Computer vision is a type of artificial intelligence that allows computers to interpret images and videos. Many law enforcement and public safety organizations already use the tech to investigate crimes, monitor critical infrastructure and secure major events that could be a target for terrorists. An early version of the tech was used to identify the perpetrators of the Boston Marathon bombing in 2013, for instance.

The US intelligence community’s research arm wants to train algorithms to track people across sprawling video surveillance networks, and it needs more data to do it. The data used to train algorithms today is fairly narrow, which limits the tech’s ability to dissect the wide range of situations they’d see in the real world.

The Intelligence Advanced Research Projects Activity (IARPA) is recruiting teams to build bigger, better datasets to train computer vision algorithms that would monitor people as they move through urban environments. The training data would improve the technology’s ability to link together footage from a large network of security cameras, allowing it to better track and identify potential targets.

With the new datasets, officials aim to improve the training process and enable computer vision systems to connect footage shot from cameras positioned across a broad geographic area. “Further research in the area of computer vision within multi-camera video networks may support post-event crime scene reconstruction, protection of critical infrastructure and transportation facilities, military force protection, and in the operations of National Special Security Events,” according to IARPA’s solicitation.

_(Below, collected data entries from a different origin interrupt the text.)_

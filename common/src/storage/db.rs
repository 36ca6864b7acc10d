use crate::error::AppError;

use super::types::{source_entry::SourceEntry, StoredObject};
use std::ops::Deref;
use surrealdb::{
    engine::any::{connect, Any},
    opt::auth::Root,
    Error, Surreal,
};

#[derive(Clone)]
pub struct SurrealDbClient {
    pub client: Surreal<Any>,
}

impl SurrealDbClient {
    /// # Initialize a new datbase client
    ///
    /// # Arguments
    ///
    /// # Returns
    /// * `SurrealDbClient` initialized
    pub async fn new(
        address: &str,
        username: &str,
        password: &str,
        namespace: &str,
        database: &str,
    ) -> Result<Self, Error> {
        Self::connect_with(address, Some((username, password)), namespace, database).await
    }

    /// Connect to any engine supported by `surrealdb::engine::any`, signing in as root
    /// only when credentials are given. Embedded engines (`mem://`) run without auth.
    pub async fn connect_with(
        address: &str,
        credentials: Option<(&str, &str)>,
        namespace: &str,
        database: &str,
    ) -> Result<Self, Error> {
        let db = connect(address).await?;

        if let Some((username, password)) = credentials {
            db.signin(Root { username, password }).await?;
        }

        db.use_ns(namespace).use_db(database).await?;

        Ok(SurrealDbClient { client: db })
    }

    pub async fn ensure_initialized(&self) -> Result<(), AppError> {
        Self::build_indexes(self).await?;
        Ok(())
    }

    pub async fn build_indexes(&self) -> Result<(), Error> {
        let table = SourceEntry::table_name();
        self.client
            .query(format!(
                "DEFINE INDEX IF NOT EXISTS idx_source_entry_status ON {table} FIELDS status"
            ))
            .await?
            .check()?;
        self.client
            .query(format!(
                "DEFINE INDEX IF NOT EXISTS idx_source_entry_name ON {table} FIELDS name"
            ))
            .await?
            .check()?;
        self.client
            .query(format!(
                "DEFINE INDEX IF NOT EXISTS idx_source_entry_created ON {table} FIELDS created_at"
            ))
            .await?
            .check()?;

        Ok(())
    }

    /// Operation to store a object in SurrealDB, requires the struct to implement StoredObject
    ///
    /// # Arguments
    /// * `item` - The item to be stored
    ///
    /// # Returns
    /// * `Result` - Item or Error
    pub async fn store_item<T>(&self, item: T) -> Result<Option<T>, Error>
    where
        T: StoredObject + Send + Sync + 'static,
    {
        self.client
            .create((T::table_name(), item.get_id()))
            .content(item)
            .await
    }

    /// Operation to retrieve a single object by its ID, requires the struct to implement StoredObject
    ///
    /// # Arguments
    /// * `id` - The ID of the item to retrieve
    ///
    /// # Returns
    /// * `Result<Option<T>, Error>` - The found item or Error
    pub async fn get_item<T>(&self, id: &str) -> Result<Option<T>, Error>
    where
        T: for<'de> StoredObject,
    {
        self.client.select((T::table_name(), id)).await
    }

    /// Operation to delete a single object by its ID, requires the struct to implement StoredObject
    ///
    /// # Arguments
    /// * `id` - The ID of the item to delete
    ///
    /// # Returns
    /// * `Result<Option<T>, Error>` - The deleted item, `None` when nothing matched
    pub async fn delete_item<T>(&self, id: &str) -> Result<Option<T>, Error>
    where
        T: for<'de> StoredObject,
    {
        self.client.delete((T::table_name(), id)).await
    }
}

impl Deref for SurrealDbClient {
    type Target = Surreal<Any>;

    fn deref(&self) -> &Self::Target {
        &self.client
    }
}

#[cfg(any(test, feature = "test-utils"))]
impl SurrealDbClient {
    /// Create an in-memory SurrealDB client for testing.
    pub async fn memory(namespace: &str, database: &str) -> Result<Self, Error> {
        Self::connect_with("mem://", None, namespace, database).await
    }
}

#[cfg(test)]
mod tests {
    use crate::stored_object;

    use super::*;
    use uuid::Uuid;

    stored_object!(Dummy, "dummy", {
        name: String
    });

    #[tokio::test]
    async fn test_initialization_and_crud() {
        let namespace = "test_ns";
        let database = &Uuid::new_v4().to_string(); // ensures isolation per test run
        let db = SurrealDbClient::memory(namespace, database)
            .await
            .expect("Failed to start in-memory surrealdb");

        db.ensure_initialized()
            .await
            .expect("Failed to initialize schema");

        let dummy = Dummy {
            id: "abc".to_string(),
            name: "first".to_string(),
            created_at: Utc::now(),
            updated_at: Utc::now(),
        };

        // Store
        let stored = db.store_item(dummy.clone()).await.expect("Failed to store");
        assert!(stored.is_some());

        // Read
        let fetched = db
            .get_item::<Dummy>(&dummy.id)
            .await
            .expect("Failed to fetch");
        assert_eq!(fetched.as_ref().map(|d| d.name.as_str()), Some("first"));

        // Delete
        let deleted = db
            .delete_item::<Dummy>(&dummy.id)
            .await
            .expect("Failed to delete");
        assert!(deleted.is_some());

        // After delete, should not be present
        let fetch_post = db
            .get_item::<Dummy>("abc")
            .await
            .expect("Failed fetch post delete");
        assert!(fetch_post.is_none());
    }

    #[tokio::test]
    async fn test_delete_missing_item_is_none() {
        let database = &Uuid::new_v4().to_string();
        let db = SurrealDbClient::memory("test_ns", database)
            .await
            .expect("Failed to start in-memory surrealdb");

        let deleted = db
            .delete_item::<Dummy>("does-not-exist")
            .await
            .expect("delete should not error");
        assert!(deleted.is_none());
    }

    #[tokio::test]
    async fn test_build_indexes_twice() {
        let database = &Uuid::new_v4().to_string();
        let db = SurrealDbClient::memory("test_ns", database)
            .await
            .expect("Failed to start in-memory surrealdb");

        db.build_indexes().await.expect("first build");
        db.build_indexes().await.expect("second build");
    }
}
use std::{collections::HashMap, sync::Arc};

use tokio::sync::Mutex;
use tracing::{debug, info};

use crate::{
    error::AppError,
    storage::{db::SurrealDbClient, types::pipeline_config::DestinationSettings},
};

#[derive(Debug, Clone, PartialEq, Eq, Hash)]
struct ConnectionKey {
    address: String,
    namespace: String,
    database: String,
    username: Option<String>,
}

impl ConnectionKey {
    fn for_settings(settings: &DestinationSettings) -> Self {
        Self {
            address: settings.address.clone(),
            namespace: settings.namespace.clone(),
            database: settings.database.clone(),
            username: settings.credentials.as_ref().map(|c| c.username.clone()),
        }
    }
}

/// A connected destination together with the settings it was opened for.
#[derive(Clone)]
pub struct DestinationHandle {
    pub db: Arc<SurrealDbClient>,
    pub settings: DestinationSettings,
}

/// Reuses one client per destination database across pipeline runs.
#[derive(Default)]
pub struct DestinationPool {
    clients: Mutex<HashMap<ConnectionKey, Arc<SurrealDbClient>>>,
}

impl DestinationPool {
    pub fn new() -> Self {
        Self::default()
    }

    /// Connected client for `settings`, opening a new connection on first use.
    pub async fn handle(&self, settings: &DestinationSettings) -> Result<DestinationHandle, AppError> {
        let key = ConnectionKey::for_settings(settings);
        let mut clients = self.clients.lock().await;

        if let Some(db) = clients.get(&key) {
            debug!(address = %key.address, namespace = %key.namespace, database = %key.database, "Reusing destination connection");
            return Ok(DestinationHandle {
                db: Arc::clone(db),
                settings: settings.clone(),
            });
        }

        let credentials = settings
            .credentials
            .as_ref()
            .map(|c| (c.username.as_str(), c.password.as_str()));

        let db = SurrealDbClient::connect_with(
            &settings.address,
            credentials,
            &settings.namespace,
            &settings.database,
        )
        .await
        .map_err(|e| {
            AppError::Connection(format!(
                "connecting to destination {} ({}/{}): {e}",
                settings.address, settings.namespace, settings.database
            ))
        })?;

        info!(address = %key.address, namespace = %key.namespace, database = %key.database, "Opened destination connection");
        let db = Arc::new(db);
        clients.insert(key, Arc::clone(&db));

        Ok(DestinationHandle {
            db,
            settings: settings.clone(),
        })
    }

    pub async fn len(&self) -> usize {
        self.clients.lock().await.len()
    }

    pub async fn is_empty(&self) -> bool {
        self.clients.lock().await.is_empty()
    }

    /// Drop every pooled connection. Handles already given out stay usable.
    pub async fn shutdown(&self) {
        let drained = self.clients.lock().await.drain().count();
        info!(connections = drained, "Destination pool closed");
    }
}
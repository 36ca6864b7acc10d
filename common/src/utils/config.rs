use std::time::Duration;

use config::{Config, ConfigError, Environment, File};
use serde::Deserialize;

use crate::storage::indexes::IndexPollPolicy;

#[derive(Clone, Deserialize, Debug)]
pub struct AppConfig {
    pub surrealdb_address: String,
    pub surrealdb_username: String,
    pub surrealdb_password: String,
    pub surrealdb_namespace: String,
    pub surrealdb_database: String,
    /// Wall-clock period between scheduler ticks.
    #[serde(default = "default_scheduler_tick_secs")]
    pub scheduler_tick_secs: u64,
    /// Treat `failed` sources as due once their interval has elapsed again.
    #[serde(default)]
    pub retry_failed: bool,
    /// How long a `running` source may go without a heartbeat before it is reclaimed.
    #[serde(default = "default_lease_secs")]
    pub lease_secs: u64,
    #[serde(default = "default_index_poll_initial_ms")]
    pub index_poll_initial_ms: u64,
    #[serde(default = "default_index_poll_max_ms")]
    pub index_poll_max_ms: u64,
    #[serde(default = "default_index_timeout_secs")]
    pub index_timeout_secs: u64,
}

fn default_scheduler_tick_secs() -> u64 {
    60
}

fn default_lease_secs() -> u64 {
    3600
}

fn default_index_poll_initial_ms() -> u64 {
    500
}

fn default_index_poll_max_ms() -> u64 {
    5_000
}

fn default_index_timeout_secs() -> u64 {
    600
}

impl AppConfig {
    pub fn scheduler_tick(&self) -> Duration {
        Duration::from_secs(self.scheduler_tick_secs.max(1))
    }

    pub fn lease_duration(&self) -> Duration {
        Duration::from_secs(self.lease_secs.max(1))
    }

    pub fn index_poll_policy(&self) -> IndexPollPolicy {
        IndexPollPolicy {
            initial_interval: Duration::from_millis(self.index_poll_initial_ms.max(1)),
            max_interval: Duration::from_millis(self.index_poll_max_ms.max(1)),
            timeout: Duration::from_secs(self.index_timeout_secs.max(1)),
        }
    }
}

impl Default for AppConfig {
    fn default() -> Self {
        Self {
            surrealdb_address: "mem://".to_string(),
            surrealdb_username: "root".to_string(),
            surrealdb_password: "root".to_string(),
            surrealdb_namespace: "ingest".to_string(),
            surrealdb_database: "sources".to_string(),
            scheduler_tick_secs: default_scheduler_tick_secs(),
            retry_failed: false,
            lease_secs: default_lease_secs(),
            index_poll_initial_ms: default_index_poll_initial_ms(),
            index_poll_max_ms: default_index_poll_max_ms(),
            index_timeout_secs: default_index_timeout_secs(),
        }
    }
}

pub fn get_config() -> Result<AppConfig, ConfigError> {
    let config = Config::builder()
        .add_source(File::with_name("config").required(false))
        .add_source(Environment::default())
        .build()?;

    config.try_deserialize()
}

Selected vendors would compile roughly 960 hours of video footage covering numerous different environments and scenarios. The dataset must include footage from at least 20 different security cameras with “varying positions, views, resolutions and frame rates” scattered across roughly 2.5 acres of “urban or semi-urban space.” The videos would be shot all hours of the day and in different weather conditions, and include pedestrians, moving vehicles, street signs and more.

Ultimately, these are the people the algorithms would focus on to sharpen their identification and tracking skills, according to nextgov.com.